Ciclone flagella l’isola: pioggia e vento. Collegamenti interrotti. Dramma sfiorato sull’Etna: salvati 27 turisti

il ciclone Athos

Ore di terrore in Sicilia. Alberi e cartelloni abbattuti e numerose case allagate sono lo specchio della situazione difficile in atto nelle province di Siracusa e Agrigento, dove pioggia e forte vento stanno imperversando senza tregua.

In tutta la provincia di Siracusa le scuole sono rimaste chiuse e una petroliera si è incagliata a pochi metri dalla costa, mentre nel porticciolo di San Leone, nell’Agrigentino, gli ormeggi di diverse imbarcazioni hanno ceduto, e i natanti sono finiti contro gli scogli.

Sull’Etna una forte bufera di neve ha bloccato 27 turisti in una struttura ricettiva, nel catanese. Sono stati tratti in salvo dagli uomini del soccorso alpino della guardia di finanza di Nicolosi (Catania) mentre si trovavano un residence ubicato nel comune di Ragalna (Ct) a quota 1700 metri circa.

A quanto riferiscono i militari, il gruppo, proveniente da varie province della Sicilia e composto da 23 adulti e 4 bambini tra i quali un neonato, si era recato sull’Etna per trascorrere il week end sulla neve, ignaro dell’emergenza meteo che si stava riversando sul versante orientale dell’isola. In mattinata, nonostante l’aumentare delle raffiche di vento, il gruppo aveva deciso di trascorrere il fine settimana rimanendo nel residence.

Una tromba d’aria si è, invece, abbattuta nel territorio di Ispica, ha attraversato Marina di Modica, terminando la propria furia nella frazione di Sampieri, borgata di Scicli, nel Ragusano. Lo rende la Protezione civile, secondo cui danni ingenti sono stati registrati. Alberi divelti, distacco di cornicioni e di tegole. Parecchie le auto danneggiate. Sul posto gli uomini delle forze dell’ordine.

Da venerdì la Protezione civile ha diramato l’allerta meteo per 24/36 ore per la Sicilia con previsioni di nubifragi e vento fino a 100 km/h nella parte sudorientale dell’isola. La Protezione civile ha segnalato anche il rischio idrogeologico e dichiarato la fase di preallarme e di allarme, invece, per le località già colpite in passato da eventi di particolare intensità.

Sono diecine a Biancavilla, in provincia di Catania, gli interventi compiuti finora dalla Protezione civile del Comune e dalle associazioni di volontariato, a causa dei danni causati dal forte vento, che ha sradicato alberi, scoperchiato tetti e danneggiato coperture di alcune abitazioni in diverse zone del paese.
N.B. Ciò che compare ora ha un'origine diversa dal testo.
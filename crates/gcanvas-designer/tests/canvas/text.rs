use crate::common::{canvas, cutting_moves, instructions};
use gcanvas_core::{Error, Point};

#[test]
fn test_measure_text_uses_glyph_extents() {
    let mut c = canvas();
    c.set_font("bold 10pt Block").unwrap();

    let metrics = c.measure_text("abc").unwrap();
    assert!((metrics.width - 28.0).abs() < 1e-9);
    assert!((metrics.height - 10.0).abs() < 1e-9);

    let empty = c.measure_text("").unwrap();
    assert_eq!(empty.width, 0.0);
    assert_eq!(empty.height, 0.0);
}

#[test]
fn test_stroke_text_traces_glyphs_at_anchor() {
    let mut c = canvas();
    c.set_font("5mm Block").unwrap();
    c.translate(100.0, 0.0);
    c.stroke_text("ab", 10.0, 20.0).unwrap();

    let log = instructions(&c);
    assert_eq!(log[0].target(), Point::new_3d(110.0, 20.0, 5.0));
    // Two closed glyph outlines of four edges each.
    assert_eq!(cutting_moves(&c), 2 * (1 + 4));
    // The text transform does not leak.
    assert_eq!(c.stack_depth(), 0);
    assert!(c.transform().approx_eq(
        &gcanvas_core::Transform::identity().translate(100.0, 0.0),
        1e-12
    ));
}

#[test]
fn test_fill_text_clears_glyph_interiors() {
    let mut c = canvas();
    c.set_tool_diameter(1.0).unwrap();
    c.set_font("10pt Block").unwrap();
    c.rect(500.0, 500.0, 1.0, 1.0);

    let report = c.fill_text("ab", 0.0, 0.0).unwrap();
    // An 8×10 block with a 1 unit tool takes four passes.
    assert_eq!(report.passes, 4);
    assert_eq!(report.contours, 8);
    for i in instructions(&c) {
        assert!(i.target().x < 500.0, "previous path was not discarded");
    }
}

#[test]
fn test_font_engine_failure_is_reported() {
    let mut c = canvas();
    c.set_font("12pt Missing").unwrap();
    let err = c.fill_text("x", 0.0, 0.0).unwrap_err();
    assert!(matches!(err, Error::Font(_)));
    assert!(c.measure_text("x").is_err());
    assert!(instructions(&c).is_empty());
}
//! Path to motion translation.
//!
//! Every subpath becomes its own contour: the leading move retracts and rapids to
//! the contour start, cutting actions plunge and then move at feed. Circular arcs use
//! native interpolation when the emitter supports their winding; everything else is
//! flattened and cut as straight segments.

use crate::path::{Action, Path, Subpath, DEFAULT_DIVISIONS};
use gcanvas_core::{EllipseArc, Point};
use gcanvas_motion::{ArcMove, MotionEmitter};
use tracing::trace;

pub struct MotionTranslator<'a, E: MotionEmitter + ?Sized> {
    emitter: &'a mut E,
    divisions: usize,
}

impl<'a, E: MotionEmitter + ?Sized> MotionTranslator<'a, E> {
    pub fn new(emitter: &'a mut E) -> Self {
        Self {
            emitter,
            divisions: DEFAULT_DIVISIONS,
        }
    }

    pub fn with_divisions(mut self, divisions: usize) -> Self {
        self.divisions = divisions.max(1);
        self
    }

    pub fn stroke_path(&mut self, path: &Path) {
        for subpath in path.subpaths() {
            self.stroke_subpath(subpath);
        }
    }

    pub fn stroke_subpath(&mut self, subpath: &Subpath) {
        for (index, action) in subpath.actions().iter().enumerate() {
            let contour_start = index == 0;
            match *action {
                Action::MoveTo(p) => {
                    self.emitter.retract();
                    self.emitter.rapid(p);
                }
                Action::LineTo(p) => {
                    if contour_start {
                        self.emitter.retract();
                        self.emitter.rapid(p);
                    }
                    self.emitter.plunge();
                    self.emitter.linear(p);
                }
                Action::Ellipse(arc) => {
                    if !contour_start {
                        self.emitter.plunge();
                    }
                    if !contour_start && self.native_arc(&arc) {
                        continue;
                    }
                    self.interpolate(*action, contour_start);
                }
                Action::BezierCurveTo { .. } | Action::QuadraticCurveTo { .. } => {
                    if !contour_start {
                        self.emitter.plunge();
                    }
                    self.interpolate(*action, contour_start);
                }
            }
        }
    }

    /// Emits `arc` as one native move if the emitter can execute it.
    fn native_arc(&mut self, arc: &EllipseArc) -> bool {
        let supported = if arc.clockwise {
            self.emitter.supports_arc_cw()
        } else {
            self.emitter.supports_arc_ccw()
        };
        // A zero sweep has coincident ends, which a controller runs as a full circle.
        if !arc.is_circular() || !supported || arc.sweep().abs() < 1e-12 {
            return false;
        }

        let start = arc.start_point();
        let request = ArcMove {
            to: arc.end_point(),
            i: arc.center.x - start.x,
            j: arc.center.y - start.y,
        };
        trace!("Native arc to ({:.3}, {:.3})", request.to.x, request.to.y);
        if arc.clockwise {
            self.emitter.arc_cw(request);
        } else {
            self.emitter.arc_ccw(request);
        }
        true
    }

    /// Cuts a single action as straight segments from the live position. At a contour
    /// start the first sampled point is reached with a rapid and the tool plunges there.
    fn interpolate(&mut self, action: Action, contour_start: bool) {
        let position = self.emitter.position();
        let mut seeded = Subpath::starting_at(Point::new(position.x, position.y));
        seeded.push(action);

        for (i, p) in seeded.points(self.divisions).into_iter().enumerate() {
            if i == 0 && contour_start {
                self.emitter.retract();
                self.emitter.rapid(p);
                self.emitter.plunge();
            } else {
                self.emitter.linear(p);
            }
        }
    }
}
In pieno centro, a ‘Chianu a Livera’, un albero è caduto sul tetto di una abitazione mentre un altro albero nel cortile della scuola Don Bosco.

Conseguentemente all’allerta della Protezione civile le lezioni sono state sospese in molte scuole dell’isola: nel Catanese, a Messina, Siracusa e in alcuni comuni della provincia palermitana. Nella città dello Stretto è stata disposta anche la chiusura di tutti gli uffici pubblici.

La circolazione ferroviaria è sospesa sulla linea Siracusa-Catania ed è rallentata sulla Catania-Messina.

A Catania il forte vento, nella notte tra venerdì e sabato, ha divelto un chiosco, adibito a rivendita di bibite. La struttura è finita lungo i binari della Circumetnea.

Infine una nave cisterna si è incagliata sugli scogli a causa del maltempo a Santa Panagia, una contrada periferica a Nord-Ovest di Siracusa. La nave “Gelso M” era diretta ad Augusta. Sul posto sono intervenuti motovedette della Guardia costiera e due elicotteri.

Da segnalare anche una forte mareggiata nelle isole Eolie colpite dalla notte da raffiche di vento fino a 100 kn/h. A Lipari la banchina di Sottomonasteroà nuovamente invasa dai marosi. A Unci alcune villette, a due passi dal mare, sono state danneggiate dalle onde. I collegamenti marittimi sono sospesi.